Increased resistance to current antimycobacterial agents and a potential bias toward relatively hydrophobic chemical entities highlight an urgent need to understand how current anti-TB drugs enter the tubercle bacilli. While inner membrane proteins are well-studied, how small molecules cross the impenetrable outer membrane remains unknown. Here, we employed mass spectrometry-based proteomics to show that octyl-beta-d-glucopyranoside selectively extracts the outer membrane proteins of Mycobacterium tuberculosis. Differentially expressed proteins between nutrient-replete and nutrient-depleted conditions were enriched to identify proteins involved in nutrient uptake.

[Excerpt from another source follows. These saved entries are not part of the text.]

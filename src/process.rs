//! External process execution
//!
//! Three ways to run a tool:
//! - [`run_logged`]: stream output to the console and a log file at the same time
//! - [`probe`]: short captured invocation bounded by a timeout (version checks)
//! - [`run_inherited`]: interactive launch sharing our stdio
//! - [`run_until_interrupted`]: inherited stdio, stopped by Ctrl-C without
//!   taking this process down with it
//!
//! Environment a child needs (SDK roots, loader paths, `JAVA_HOME`) is carried
//! in a [`ToolEnv`] and applied to that child's command only. The parent
//! process environment is never mutated.

use crate::error::{SparkleError, SparkleResult};
use chrono::Local;
use std::collections::BTreeMap;
use std::ffi::OsString;
use std::fmt;
use std::path::{Path, PathBuf};
use std::process::{Output, Stdio};
use std::time::Duration;
use tokio::fs::File;
use tokio::io::{AsyncBufReadExt, AsyncWriteExt, BufReader};
use tokio::process::Command;
use tracing::debug;

/// Timeout for auxiliary version probes
pub const PROBE_TIMEOUT: Duration = Duration::from_secs(10);

/// Timeout for best-effort package manager installs
pub const PACKAGE_MANAGER_TIMEOUT: Duration = Duration::from_secs(300);

/// Environment entries applied to child processes
#[derive(Debug, Clone, Default, PartialEq, Eq)]
pub struct ToolEnv {
    vars: BTreeMap<String, String>,
    path_prefix: Vec<PathBuf>,
}

impl ToolEnv {
    pub fn new() -> Self {
        Self::default()
    }

    /// Set a variable, replacing any previous value
    pub fn set(&mut self, key: impl Into<String>, value: impl Into<String>) {
        self.vars.insert(key.into(), value.into());
    }

    /// Prepend `entry` to a list-valued variable.
    ///
    /// `inherited` is the value the child would otherwise see; the entry is
    /// not duplicated if already present.
    pub fn prepend_list(
        &mut self,
        key: &str,
        entry: &str,
        separator: &str,
        inherited: Option<String>,
    ) {
        let current = self.vars.get(key).cloned().or(inherited);
        let value = match current {
            Some(existing) if !existing.is_empty() => {
                if existing.split(separator).any(|e| e == entry) {
                    existing
                } else {
                    format!("{}{}{}", entry, separator, existing)
                }
            }
            _ => entry.to_string(),
        };
        self.vars.insert(key.to_string(), value);
    }

    /// Add a directory in front of the child's PATH
    pub fn prepend_path(&mut self, dir: impl Into<PathBuf>) {
        let dir = dir.into();
        if !self.path_prefix.contains(&dir) {
            self.path_prefix.push(dir);
        }
    }

    pub fn get(&self, key: &str) -> Option<&str> {
        self.vars.get(key).map(String::as_str)
    }

    pub fn path_prefix(&self) -> &[PathBuf] {
        &self.path_prefix
    }

    /// Merge another environment into this one (other wins on conflicts)
    pub fn extend(&mut self, other: &ToolEnv) {
        for (k, v) in &other.vars {
            self.vars.insert(k.clone(), v.clone());
        }
        for dir in &other.path_prefix {
            self.prepend_path(dir.clone());
        }
    }

    pub fn is_empty(&self) -> bool {
        self.vars.is_empty() && self.path_prefix.is_empty()
    }

    fn apply(&self, cmd: &mut Command) {
        cmd.envs(&self.vars);
        if !self.path_prefix.is_empty() {
            let mut entries: Vec<PathBuf> = self.path_prefix.clone();
            if let Some(existing) = std::env::var_os("PATH") {
                entries.extend(std::env::split_paths(&existing));
            }
            if let Ok(joined) = std::env::join_paths(entries) {
                cmd.env("PATH", joined);
            }
        }
    }
}

/// A fully described external command
#[derive(Debug, Clone)]
pub struct CommandLine {
    program: OsString,
    args: Vec<OsString>,
    cwd: Option<PathBuf>,
    env: ToolEnv,
}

We demonstrate cell surface localization of seven new proteins using immunofluorescence and show that overexpression of the proteins LpqY and ProX leads to hypersensitivity toward streptomycin, while overexpression of SubI, SpmT, and Rv2041 exhibited higher membrane permeability, assessed through an EtBr accumulation assay. Further, proton NMR metabolomics suggests the role of six outer membrane proteins in glycerol uptake. This study identifies several outer membrane proteins that are involved in the permeation of small hydrophilic molecules and are potential targets for enhancing the uptake and efficacy of anti-TB drugs.